Curious what the age of the player is.  Also, why did the player not just get permission to go to a keeper training.  Many coaches are accepting of keepers attending keeper training in lieu of team training.


----------



## El Clasico (Feb 9, 2018)

Thoughts about what?
The kid lied
The parents lied
The kid has been taught to deceive by the parents
The parents set the example.

Get rid of them, the parents are dangerous to a team environment and are a potential cancer.  Many other ways this could have been handled but to be cowardly about it is indicative of future problems.


----------



## soloyosh (Feb 9, 2018)

BigSoccer said:


> Curious what the age of the player is.  Also, why did the player not just get permission to go to a keeper training.  Many coaches are accepting of keepers attending keeper training in lieu of team training.


U14

Don't know the answer to your question as to why...


----------



## timbuck (Feb 9, 2018)

I guess it teaches a lesson not to lie. 
But- I don’t unless the kid is attending the other training as a “tryout” for another team, there is probably a teachable moment here and the kid doesn’t need to get kicked off. 

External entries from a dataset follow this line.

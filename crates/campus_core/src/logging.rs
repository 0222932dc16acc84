//! Process-wide log bootstrap.
//!
//! # Responsibility
//! - Start rotating file logs once per process.
//! - Keep every core event in `event=… module=… status=…` form.
//!
//! # Invariants
//! - Initialization never panics.
//! - Repeating initialization with identical settings is a no-op.
//! - Re-initialization with a different level or directory is rejected.

use flexi_logger::{Cleanup, Criterion, FileSpec, Logger, LoggerHandle, Naming, WriteMode};
use log::info;
use once_cell::sync::OnceCell;
use std::error::Error;
use std::fmt::{Display, Formatter};
use std::path::{Path, PathBuf};

const LOG_FILE_BASENAME: &str = "campus";
const MAX_LOG_FILE_SIZE_BYTES: u64 = 10 * 1024 * 1024;
const MAX_LOG_FILES: usize = 5;

static LOGGING_STATE: OnceCell<LoggingState> = OnceCell::new();

struct LoggingState {
    level: &'static str,
    log_dir: PathBuf,
    _handle: LoggerHandle,
}

/// Reason logging could not be started.
#[derive(Debug)]
pub enum LoggingError {
    UnsupportedLevel(String),
    InvalidDirectory(String),
    Conflict {
        active_level: &'static str,
        active_dir: PathBuf,
    },
    Io(std::io::Error),
    Backend(flexi_logger::FlexiLoggerError),
}

impl Display for LoggingError {
    fn fmt(&self, f: &mut Formatter<'_>) -> std::fmt::Result {
        match self {
            Self::UnsupportedLevel(level) => write!(
                f,
                "unsupported log level `{level}`; expected trace|debug|info|warn|error"
            ),
            Self::InvalidDirectory(reason) => write!(f, "invalid log directory: {reason}"),
            Self::Conflict {
                active_level,
                active_dir,
            } => write!(
                f,
                "logging already initialized with level `{active_level}` at `{}`",
                active_dir.display()
            ),
            Self::Io(err) => write!(f, "cannot create log directory: {err}"),
            Self::Backend(err) => write!(f, "cannot start logger: {err}"),
        }
    }
}

impl Error for LoggingError {
    fn source(&self) -> Option<&(dyn Error + 'static)> {
        match self {
            Self::Io(err) => Some(err),
            Self::Backend(err) => Some(err),
            _ => None,
        }
    }
}

/// Starts file logging at `level` under the absolute directory `log_dir`.
///
/// # Errors
/// - `UnsupportedLevel` / `InvalidDirectory` for bad arguments.
/// - `Conflict` when logging is already active with other settings.
/// - `Io` / `Backend` when the directory or logger cannot be set up.
pub fn init_logging(level: &str, log_dir: impl AsRef<Path>) -> Result<(), LoggingError> {
    let level = normalize_level(level)?;
    let log_dir = normalize_log_dir(log_dir.as_ref())?;

    let state = LOGGING_STATE.get_or_try_init(|| start_logger(level, &log_dir))?;
    if state.level != level || state.log_dir != log_dir {
        return Err(LoggingError::Conflict {
            active_level: state.level,
            active_dir: state.log_dir.clone(),
        });
    }
    Ok(())
}

/// Returns `(level, log_dir)` of active logging, if started.
pub fn logging_status() -> Option<(&'static str, PathBuf)> {
    LOGGING_STATE
        .get()
        .map(|state| (state.level, state.log_dir.clone()))
}

/// `debug` in debug builds, `info` in release builds.
pub fn default_log_level() -> &'static str {
    if cfg!(debug_assertions) {
        "debug"
    } else {
        "info"
    }
}

fn start_logger(level: &'static str, log_dir: &Path) -> Result<LoggingState, LoggingError> {
    std::fs::create_dir_all(log_dir).map_err(LoggingError::Io)?;

    let handle = Logger::try_with_str(level)
        .map_err(LoggingError::Backend)?
        .log_to_file(
            FileSpec::default()
                .directory(log_dir)
                .basename(LOG_FILE_BASENAME),
        )
        .rotate(
            Criterion::Size(MAX_LOG_FILE_SIZE_BYTES),
            Naming::Numbers,
            Cleanup::KeepLogFiles(MAX_LOG_FILES),
        )
        .write_mode(WriteMode::BufferAndFlush)
        .append()
        .format_for_files(flexi_logger::detailed_format)
        .start()
        .map_err(LoggingError::Backend)?;

    info!(
        "event=core_init module=core status=ok version={} level={} log_dir={}",
        env!("CARGO_PKG_VERSION"),
        level,
        log_dir.display()
    );

    Ok(LoggingState {
        level,
        log_dir: log_dir.to_path_buf(),
        _handle: handle,
    })
}

fn normalize_level(level: &str) -> Result<&'static str, LoggingError> {
    match level.trim().to_ascii_lowercase().as_str() {
        "trace" => Ok("trace"),
        "debug" => Ok("debug"),
        "info" => Ok("info"),
        "warn" | "warning" => Ok("warn"),
        "error" => Ok("error"),
        other => Err(LoggingError::UnsupportedLevel(other.to_string())),
    }
}

fn normalize_log_dir(log_dir: &Path) -> Result<PathBuf, LoggingError> {
    if log_dir.as_os_str().is_empty() {
        return Err(LoggingError::InvalidDirectory("path is empty".to_string()));
    }
    if !log_dir.is_absolute() {
        return Err(LoggingError::InvalidDirectory(format!(
            "`{}` is not absolute",
            log_dir.display()
        )));
    }
    Ok(log_dir.to_path_buf())
}
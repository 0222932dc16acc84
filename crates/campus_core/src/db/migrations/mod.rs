//! Schema registry and executor.
//!
//! # Invariants
//! - `version` values are strictly increasing.
//! - Applied version is mirrored to `PRAGMA user_version`.
//! - DDL is written with `IF NOT EXISTS` so re-running a step is harmless.

use crate::db::{DbError, DbResult};
use log::info;
use rusqlite::Connection;

#[derive(Debug, Clone, Copy)]
struct Migration {
    version: u32,
    sql: &'static str,
}

const MIGRATIONS: &[Migration] = &[Migration {
    version: 1,
    sql: include_str!("0001_campus.sql"),
}];

/// Returns the latest schema version known by this binary.
pub fn latest_version() -> u32 {
    MIGRATIONS.last().map_or(0, |migration| migration.version)
}

/// Reads the schema version recorded in the store.
pub fn current_version(conn: &Connection) -> DbResult<u32> {
    let version = conn.query_row("PRAGMA user_version;", [], |row| row.get::<_, u32>(0))?;
    Ok(version)
}

/// Brings the campus tables and foreign keys up to the latest version.
///
/// Safe to call on every startup; an up-to-date store is left untouched.
///
/// # Errors
/// - `DbError::UnsupportedSchemaVersion` when the store was written by a
///   newer binary.
pub fn ensure_schema(conn: &mut Connection) -> DbResult<()> {
    let current = current_version(conn)?;
    let latest = latest_version();

    if current > latest {
        return Err(DbError::UnsupportedSchemaVersion {
            db_version: current,
            latest_supported: latest,
        });
    }
    if current == latest {
        return Ok(());
    }

    let tx = conn.transaction()?;
    for migration in MIGRATIONS.iter().filter(|m| m.version > current) {
        tx.execute_batch(migration.sql)?;
        tx.execute_batch(&format!("PRAGMA user_version = {};", migration.version))?;
    }
    tx.commit()?;

    info!("event=schema_migrate module=db status=ok from={current} to={latest}");
    Ok(())
}
//! Core persistence and validation engine for the campus registry.
//! Universities own departments, departments own professors; this crate is
//! the single source of truth for those ownership and update rules.

pub mod db;
pub mod logging;
pub mod model;
pub mod repo;
pub mod service;
pub mod validation;

pub use logging::{default_log_level, init_logging, logging_status, LoggingError};
pub use model::department::{
    Department, DepartmentDraft, DepartmentFull, DepartmentParent, DepartmentPatch,
    DepartmentSummary,
};
pub use model::patch::Patch;
pub use model::professor::{
    Professor, ProfessorDraft, ProfessorFull, ProfessorPatch, ProfessorSummary,
};
pub use model::university::{University, UniversityDraft, UniversityFull, UniversityPatch};
pub use model::{EntityId, UNRESOLVED_REFERENCE};
pub use repo::department_repo::{DepartmentRepository, SqliteDepartmentRepository};
pub use repo::professor_repo::{ProfessorRepository, SqliteProfessorRepository};
pub use repo::university_repo::{SqliteUniversityRepository, UniversityRepository};
pub use repo::{StoreError, StoreResult, Transactional};
pub use service::{
    Campus, DepartmentService, ProfessorService, ServiceError, ServiceResult, UniversityService,
};
pub use validation::ValidationError;

/// Returns the core crate version.
pub fn core_version() -> &'static str {
    env!("CARGO_PKG_VERSION")
}
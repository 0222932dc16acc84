//! University repository contract and SQLite implementation.
//!
//! # Invariants
//! - `get_by_id` reads the row first and skips the department query when the
//!   row is missing.
//! - Deleting a university cascades to its departments and their professors
//!   through the schema's foreign keys.

use crate::model::department::DepartmentSummary;
use crate::model::university::{University, UniversityDraft, UniversityFull};
use crate::model::EntityId;
use crate::repo::{ensure_connection_ready, run_atomically, StoreError, StoreResult, Transactional};
use rusqlite::{params, Connection, OptionalExtension, Row};

/// Persistence operations for universities.
pub trait UniversityRepository: Transactional {
    /// Inserts `draft` and stores the assigned id back into it.
    fn add(&self, draft: &mut UniversityDraft) -> StoreResult<EntityId>;
    /// Overwrites name and city; `false` when no row has `draft.id`.
    fn update(&self, draft: &UniversityDraft) -> StoreResult<bool>;
    /// Deletes one row; `false` when nothing matched.
    fn delete(&self, id: EntityId) -> StoreResult<bool>;
    /// Loads one university with its departments.
    fn get_by_id(&self, id: EntityId) -> StoreResult<Option<UniversityFull>>;
    /// Lists all universities ordered by id.
    fn get(&self) -> StoreResult<Vec<University>>;
}

/// SQLite-backed university repository.
pub struct SqliteUniversityRepository<'conn> {
    conn: &'conn Connection,
}

impl<'conn> SqliteUniversityRepository<'conn> {
    /// Creates a repository over a connection with the campus schema applied.
    pub fn try_new(conn: &'conn Connection) -> StoreResult<Self> {
        ensure_connection_ready(conn)?;
        Ok(Self { conn })
    }

    pub(crate) fn new_unchecked(conn: &'conn Connection) -> Self {
        Self { conn }
    }
}

impl Transactional for SqliteUniversityRepository<'_> {
    fn atomically<T, E>(&self, work: impl FnOnce() -> Result<T, E>) -> Result<T, E>
    where
        E: From<StoreError>,
    {
        run_atomically(self.conn, work)
    }
}

impl UniversityRepository for SqliteUniversityRepository<'_> {
    fn add(&self, draft: &mut UniversityDraft) -> StoreResult<EntityId> {
        self.conn.execute(
            "INSERT INTO universities (name, city) VALUES (?1, ?2);",
            params![draft.name.as_deref(), draft.city.as_deref()],
        )?;
        let id = self.conn.last_insert_rowid();
        draft.id = Some(id);
        Ok(id)
    }

    fn update(&self, draft: &UniversityDraft) -> StoreResult<bool> {
        let Some(id) = draft.id else {
            return Ok(false);
        };
        let changed = self.conn.execute(
            "UPDATE universities
             SET name = ?1,
                 city = ?2
             WHERE id = ?3;",
            params![draft.name.as_deref(), draft.city.as_deref(), id],
        )?;
        Ok(changed > 0)
    }

    fn delete(&self, id: EntityId) -> StoreResult<bool> {
        let changed = self
            .conn
            .execute("DELETE FROM universities WHERE id = ?1;", [id])?;
        Ok(changed > 0)
    }

    fn get_by_id(&self, id: EntityId) -> StoreResult<Option<UniversityFull>> {
        let university = self
            .conn
            .query_row(
                "SELECT id, name, city FROM universities WHERE id = ?1;",
                [id],
                parse_university_row,
            )
            .optional()?;
        let Some(university) = university else {
            return Ok(None);
        };

        let mut stmt = self.conn.prepare(
            "SELECT id, name
             FROM departments
             WHERE university_id = ?1
             ORDER BY id ASC;",
        )?;
        let departments = stmt
            .query_map([id], |row| {
                Ok(DepartmentSummary {
                    id: row.get("id")?,
                    name: row.get("name")?,
                })
            })?
            .collect::<Result<Vec<_>, _>>()?;

        Ok(Some(UniversityFull {
            university,
            departments,
        }))
    }

    fn get(&self) -> StoreResult<Vec<University>> {
        let mut stmt = self
            .conn
            .prepare("SELECT id, name, city FROM universities ORDER BY id ASC;")?;
        let universities = stmt
            .query_map([], parse_university_row)?
            .collect::<Result<Vec<_>, _>>()?;
        Ok(universities)
    }
}

fn parse_university_row(row: &Row<'_>) -> rusqlite::Result<University> {
    Ok(University {
        id: row.get("id")?,
        name: row.get("name")?,
        city: row.get("city")?,
    })
}
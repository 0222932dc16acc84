//! Repository contracts and SQLite implementations.
//!
//! # Responsibility
//! - Keep SQL details inside the persistence boundary.
//! - Report absence as `Ok(None)` / `Ok(false)`, never as an error.
//! - Surface every store failure as `StoreError` without interpreting it.
//!
//! # Invariants
//! - Repositories do not validate; callers validate before writing.
//! - SQLite repositories only accept connections at the latest schema.

use crate::db::migrations::{current_version, latest_version};
use crate::db::DbError;
use rusqlite::{Connection, Transaction, TransactionBehavior};
use std::error::Error;
use std::fmt::{Display, Formatter};

pub mod department_repo;
pub mod professor_repo;
pub mod university_repo;

pub type StoreResult<T> = Result<T, StoreError>;

/// Failure originating from the store.
#[derive(Debug)]
pub enum StoreError {
    /// Driver, connectivity or constraint failure.
    Db(DbError),
    /// Connection schema is not at the version this binary expects.
    UninitializedConnection {
        expected_version: u32,
        actual_version: u32,
    },
    /// Persisted row cannot be converted into a read model.
    InvalidData(String),
}

impl Display for StoreError {
    fn fmt(&self, f: &mut Formatter<'_>) -> std::fmt::Result {
        match self {
            Self::Db(err) => write!(f, "{err}"),
            Self::UninitializedConnection {
                expected_version,
                actual_version,
            } => write!(
                f,
                "campus repository requires schema version {expected_version}, got {actual_version}"
            ),
            Self::InvalidData(message) => write!(f, "invalid persisted campus data: {message}"),
        }
    }
}

impl Error for StoreError {
    fn source(&self) -> Option<&(dyn Error + 'static)> {
        match self {
            Self::Db(err) => Some(err),
            Self::UninitializedConnection { .. } => None,
            Self::InvalidData(_) => None,
        }
    }
}

impl From<DbError> for StoreError {
    fn from(value: DbError) -> Self {
        Self::Db(value)
    }
}

impl From<rusqlite::Error> for StoreError {
    fn from(value: rusqlite::Error) -> Self {
        Self::Db(DbError::Sqlite(value))
    }
}

/// Unit-of-work boundary offered by every repository.
pub trait Transactional {
    /// Runs `work` as one atomic store operation.
    ///
    /// Commits when `work` returns `Ok`, rolls back otherwise.
    fn atomically<T, E>(&self, work: impl FnOnce() -> Result<T, E>) -> Result<T, E>
    where
        E: From<StoreError>;
}

/// Runs `work` inside an immediate transaction on `conn`.
///
/// When the connection already has an open transaction, `work` joins it and
/// the outer owner decides commit or rollback.
pub(crate) fn run_atomically<T, E>(
    conn: &Connection,
    work: impl FnOnce() -> Result<T, E>,
) -> Result<T, E>
where
    E: From<StoreError>,
{
    if !conn.is_autocommit() {
        return work();
    }

    let tx = Transaction::new_unchecked(conn, TransactionBehavior::Immediate)
        .map_err(StoreError::from)?;
    let value = work()?;
    tx.commit().map_err(StoreError::from)?;
    Ok(value)
}

pub(crate) fn ensure_connection_ready(conn: &Connection) -> StoreResult<()> {
    let expected_version = latest_version();
    let actual_version = current_version(conn)?;
    if actual_version != expected_version {
        return Err(StoreError::UninitializedConnection {
            expected_version,
            actual_version,
        });
    }
    Ok(())
}
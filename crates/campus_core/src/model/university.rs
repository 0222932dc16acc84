//! University model.
//!
//! # Invariants
//! - Stored universities always have a non-null `name` and `city`.
//! - `UniversityFull::departments` entries carry no university back-reference.

use crate::model::department::DepartmentSummary;
use crate::model::patch::Patch;
use crate::model::{EntityId, Identified};
use serde::{Deserialize, Serialize};

/// University row as stored. Used for list views and as a nested parent.
#[derive(Debug, Clone, PartialEq, Eq, Serialize, Deserialize)]
pub struct University {
    pub id: EntityId,
    pub name: String,
    pub city: String,
}

impl Identified for University {
    fn id(&self) -> EntityId {
        self.id
    }
}

/// University with its department list (single-resource view).
#[derive(Debug, Clone, PartialEq, Eq, Serialize)]
pub struct UniversityFull {
    #[serde(flatten)]
    pub university: University,
    pub departments: Vec<DepartmentSummary>,
}

/// Candidate university for creation or update.
///
/// Deserializes from a creation body; `id` is never read from the payload.
#[derive(Debug, Clone, Default, PartialEq, Eq, Deserialize)]
pub struct UniversityDraft {
    #[serde(skip)]
    pub id: Option<EntityId>,
    pub name: Option<String>,
    pub city: Option<String>,
}

impl UniversityDraft {
    pub fn new(name: impl Into<String>, city: impl Into<String>) -> Self {
        Self {
            id: None,
            name: Some(name.into()),
            city: Some(city.into()),
        }
    }
}

impl From<&University> for UniversityDraft {
    fn from(value: &University) -> Self {
        Self {
            id: Some(value.id),
            name: Some(value.name.clone()),
            city: Some(value.city.clone()),
        }
    }
}

/// Partial update body for a university.
#[derive(Debug, Clone, Default, PartialEq, Eq, Deserialize)]
#[serde(default)]
pub struct UniversityPatch {
    pub name: Patch<String>,
    pub city: Patch<String>,
}

impl UniversityPatch {
    pub fn is_empty(&self) -> bool {
        self.name.is_absent() && self.city.is_absent()
    }

    /// Merges every mentioned field into `draft`.
    pub fn apply(self, draft: &mut UniversityDraft) {
        self.name.apply(&mut draft.name);
        self.city.apply(&mut draft.city);
    }
}
//! Professor repository contract and SQLite implementation.
//!
//! # Invariants
//! - `get_by_id` returns the professor with its department and university
//!   materialized in one joined query.
//! - One `get` call shares department and university instances between
//!   professors that reference the same parents.

use crate::model::department::{Department, DepartmentParent};
use crate::model::professor::{Professor, ProfessorDraft, ProfessorFull};
use crate::model::university::University;
use crate::model::EntityId;
use crate::repo::department_repo::{parse_joined_university, shared_university};
use crate::repo::{ensure_connection_ready, run_atomically, StoreError, StoreResult, Transactional};
use rusqlite::{params, Connection, OptionalExtension};
use std::collections::HashMap;
use std::sync::Arc;

const PROFESSOR_CHAIN_SQL: &str = "SELECT
    p.id AS professor_id,
    p.name AS professor_name,
    p.phone_number AS phone_number,
    p.degree AS degree,
    p.birthday AS birthday,
    d.id AS department_id,
    d.name AS department_name,
    u.id AS university_id,
    u.name AS university_name,
    u.city AS university_city
FROM professors p
INNER JOIN departments d ON d.id = p.department_id
INNER JOIN universities u ON u.id = d.university_id";

/// Persistence operations for professors.
pub trait ProfessorRepository: Transactional {
    /// Inserts `draft` and stores the assigned id back into it.
    fn add(&self, draft: &mut ProfessorDraft) -> StoreResult<EntityId>;
    /// Overwrites every column; `false` when no row has `draft.id`.
    fn update(&self, draft: &ProfessorDraft) -> StoreResult<bool>;
    /// Deletes one row; `false` when nothing matched.
    fn delete(&self, id: EntityId) -> StoreResult<bool>;
    /// Loads one professor with its department and university.
    fn get_by_id(&self, id: EntityId) -> StoreResult<Option<ProfessorFull>>;
    /// Lists all professors ordered by id.
    fn get(&self) -> StoreResult<Vec<Professor>>;
}

/// SQLite-backed professor repository.
pub struct SqliteProfessorRepository<'conn> {
    conn: &'conn Connection,
}

impl<'conn> SqliteProfessorRepository<'conn> {
    /// Creates a repository over a connection with the campus schema applied.
    pub fn try_new(conn: &'conn Connection) -> StoreResult<Self> {
        ensure_connection_ready(conn)?;
        Ok(Self { conn })
    }

    pub(crate) fn new_unchecked(conn: &'conn Connection) -> Self {
        Self { conn }
    }
}

impl Transactional for SqliteProfessorRepository<'_> {
    fn atomically<T, E>(&self, work: impl FnOnce() -> Result<T, E>) -> Result<T, E>
    where
        E: From<StoreError>,
    {
        run_atomically(self.conn, work)
    }
}

impl ProfessorRepository for SqliteProfessorRepository<'_> {
    fn add(&self, draft: &mut ProfessorDraft) -> StoreResult<EntityId> {
        self.conn.execute(
            "INSERT INTO professors (
                department_id,
                name,
                phone_number,
                degree,
                birthday
            ) VALUES (?1, ?2, ?3, ?4, ?5);",
            params![
                draft.department_id,
                draft.name.as_deref(),
                draft.phone_number.as_deref(),
                draft.degree.as_deref(),
                draft.birthday,
            ],
        )?;
        let id = self.conn.last_insert_rowid();
        draft.id = Some(id);
        Ok(id)
    }

    fn update(&self, draft: &ProfessorDraft) -> StoreResult<bool> {
        let Some(id) = draft.id else {
            return Ok(false);
        };
        let changed = self.conn.execute(
            "UPDATE professors
             SET department_id = ?1,
                 name = ?2,
                 phone_number = ?3,
                 degree = ?4,
                 birthday = ?5
             WHERE id = ?6;",
            params![
                draft.department_id,
                draft.name.as_deref(),
                draft.phone_number.as_deref(),
                draft.degree.as_deref(),
                draft.birthday,
                id,
            ],
        )?;
        Ok(changed > 0)
    }

    fn delete(&self, id: EntityId) -> StoreResult<bool> {
        let changed = self
            .conn
            .execute("DELETE FROM professors WHERE id = ?1;", [id])?;
        Ok(changed > 0)
    }

    fn get_by_id(&self, id: EntityId) -> StoreResult<Option<ProfessorFull>> {
        let professor = self
            .conn
            .query_row(
                &format!("{PROFESSOR_CHAIN_SQL} WHERE p.id = ?1;"),
                [id],
                |row| {
                    Ok(ProfessorFull {
                        id: row.get("professor_id")?,
                        name: row.get("professor_name")?,
                        phone_number: row.get("phone_number")?,
                        degree: row.get("degree")?,
                        birthday: row.get("birthday")?,
                        department: DepartmentParent {
                            id: row.get("department_id")?,
                            name: row.get("department_name")?,
                            university: parse_joined_university(row)?,
                        },
                    })
                },
            )
            .optional()?;
        Ok(professor)
    }

    fn get(&self) -> StoreResult<Vec<Professor>> {
        let mut stmt = self
            .conn
            .prepare(&format!("{PROFESSOR_CHAIN_SQL} ORDER BY p.id ASC;"))?;
        let mut rows = stmt.query([])?;

        let mut universities: HashMap<EntityId, Arc<University>> = HashMap::new();
        let mut departments: HashMap<EntityId, Arc<Department>> = HashMap::new();
        let mut professors = Vec::new();
        while let Some(row) = rows.next()? {
            let department_id: EntityId = row.get("department_id")?;
            let department = match departments.get(&department_id) {
                Some(existing) => Arc::clone(existing),
                None => {
                    let department = Arc::new(Department {
                        id: department_id,
                        name: row.get("department_name")?,
                        university: shared_university(&mut universities, row)?,
                    });
                    departments.insert(department_id, Arc::clone(&department));
                    department
                }
            };

            professors.push(Professor {
                id: row.get("professor_id")?,
                name: row.get("professor_name")?,
                phone_number: row.get("phone_number")?,
                degree: row.get("degree")?,
                birthday: row.get("birthday")?,
                department,
            });
        }
        Ok(professors)
    }
}
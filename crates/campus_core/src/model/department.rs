//! Department model.
//!
//! # Invariants
//! - A stored department references an existing university.
//! - Shallow departments returned by one list call share parent instances.

use crate::model::patch::Patch;
use crate::model::professor::ProfessorSummary;
use crate::model::university::University;
use crate::model::{serialize_parent_id, EntityId, Identified};
use serde::{Deserialize, Serialize};
use std::sync::Arc;

/// Department list entry. Serializes its parent as `university_id`.
#[derive(Debug, Clone, PartialEq, Eq, Serialize)]
pub struct Department {
    pub id: EntityId,
    pub name: String,
    #[serde(rename = "university_id", serialize_with = "serialize_parent_id")]
    pub university: Arc<University>,
}

impl Department {
    pub fn university_id(&self) -> EntityId {
        self.university.id
    }
}

impl Identified for Department {
    fn id(&self) -> EntityId {
        self.id
    }
}

/// Department as a child inside `UniversityFull`.
#[derive(Debug, Clone, PartialEq, Eq, Serialize)]
pub struct DepartmentSummary {
    pub id: EntityId,
    pub name: String,
}

/// Department as the materialized parent of a `ProfessorFull`.
#[derive(Debug, Clone, PartialEq, Eq, Serialize)]
pub struct DepartmentParent {
    pub id: EntityId,
    pub name: String,
    pub university: University,
}

/// Department with its university and professor list.
#[derive(Debug, Clone, PartialEq, Eq, Serialize)]
pub struct DepartmentFull {
    pub id: EntityId,
    pub name: String,
    pub university: University,
    pub professors: Vec<ProfessorSummary>,
}

/// Candidate department for creation or update.
#[derive(Debug, Clone, Default, PartialEq, Eq, Deserialize)]
pub struct DepartmentDraft {
    #[serde(skip)]
    pub id: Option<EntityId>,
    pub name: Option<String>,
    pub university_id: Option<EntityId>,
}

impl DepartmentDraft {
    pub fn new(name: impl Into<String>, university_id: EntityId) -> Self {
        Self {
            id: None,
            name: Some(name.into()),
            university_id: Some(university_id),
        }
    }
}

impl From<&DepartmentFull> for DepartmentDraft {
    fn from(value: &DepartmentFull) -> Self {
        Self {
            id: Some(value.id),
            name: Some(value.name.clone()),
            university_id: Some(value.university.id),
        }
    }
}

/// Partial update body for a department.
#[derive(Debug, Clone, Default, PartialEq, Eq, Deserialize)]
#[serde(default)]
pub struct DepartmentPatch {
    pub name: Patch<String>,
    pub university_id: Patch<EntityId>,
}

impl DepartmentPatch {
    pub fn is_empty(&self) -> bool {
        self.name.is_absent() && self.university_id.is_absent()
    }

    pub fn apply(self, draft: &mut DepartmentDraft) {
        self.name.apply(&mut draft.name);
        self.university_id.apply_reference(&mut draft.university_id);
    }
}
//! SQLite storage bootstrap and schema management.
//!
//! # Responsibility
//! - Open and configure SQLite connections for campus storage.
//! - Guarantee the `universities`/`departments`/`professors` tables exist.
//!
//! # Invariants
//! - Every connection handed out has `foreign_keys=ON`; cascade deletes rely
//!   on it.
//! - Schema version is tracked via `PRAGMA user_version`.
//! - Repositories must not touch a connection before the schema is applied.

use std::error::Error;
use std::fmt::{Display, Formatter};

pub mod migrations;
mod open;

pub use migrations::ensure_schema;
pub use open::{open_db, open_db_in_memory};

pub type DbResult<T> = Result<T, DbError>;

/// Failure while opening a store or applying its schema.
#[derive(Debug)]
pub enum DbError {
    Sqlite(rusqlite::Error),
    UnsupportedSchemaVersion {
        db_version: u32,
        latest_supported: u32,
    },
}

impl Display for DbError {
    fn fmt(&self, f: &mut Formatter<'_>) -> std::fmt::Result {
        match self {
            Self::Sqlite(err) => write!(f, "{err}"),
            Self::UnsupportedSchemaVersion {
                db_version,
                latest_supported,
            } => write!(
                f,
                "campus schema version {db_version} is newer than supported {latest_supported}"
            ),
        }
    }
}

impl Error for DbError {
    fn source(&self) -> Option<&(dyn Error + 'static)> {
        match self {
            Self::Sqlite(err) => Some(err),
            Self::UnsupportedSchemaVersion { .. } => None,
        }
    }
}

impl From<rusqlite::Error> for DbError {
    fn from(value: rusqlite::Error) -> Self {
        Self::Sqlite(value)
    }
}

Coach (to parents and player at the same time): I’m concerned that you felt you had to lie to me about your reason for missing practice. If you had approached me and asked about attending a keeper training during our normal practice, we coulld have worked something out. Now, I have an issue with this. And now I have to question what’s really going on.  Can we have an open discussion about this?”


----------



## Justafan (Feb 9, 2018)

timbuck said:


> I guess it teaches a lesson not to lie.
> But- I don’t unless the kid is attending the other training as a “tryout” for another team, there is probably a teachable moment here and the kid doesn’t need to get kicked off.
> 
> Coach (to parents and player at the same time): I’m concerned that you felt you had to lie to me about your reason for missing practice. If you had approached me and asked about attending a keeper training during our normal practice, we coulld have worked something out. Now, I have an issue with this. And now I have to question what’s really going on.  Can we have an open discussion about this?”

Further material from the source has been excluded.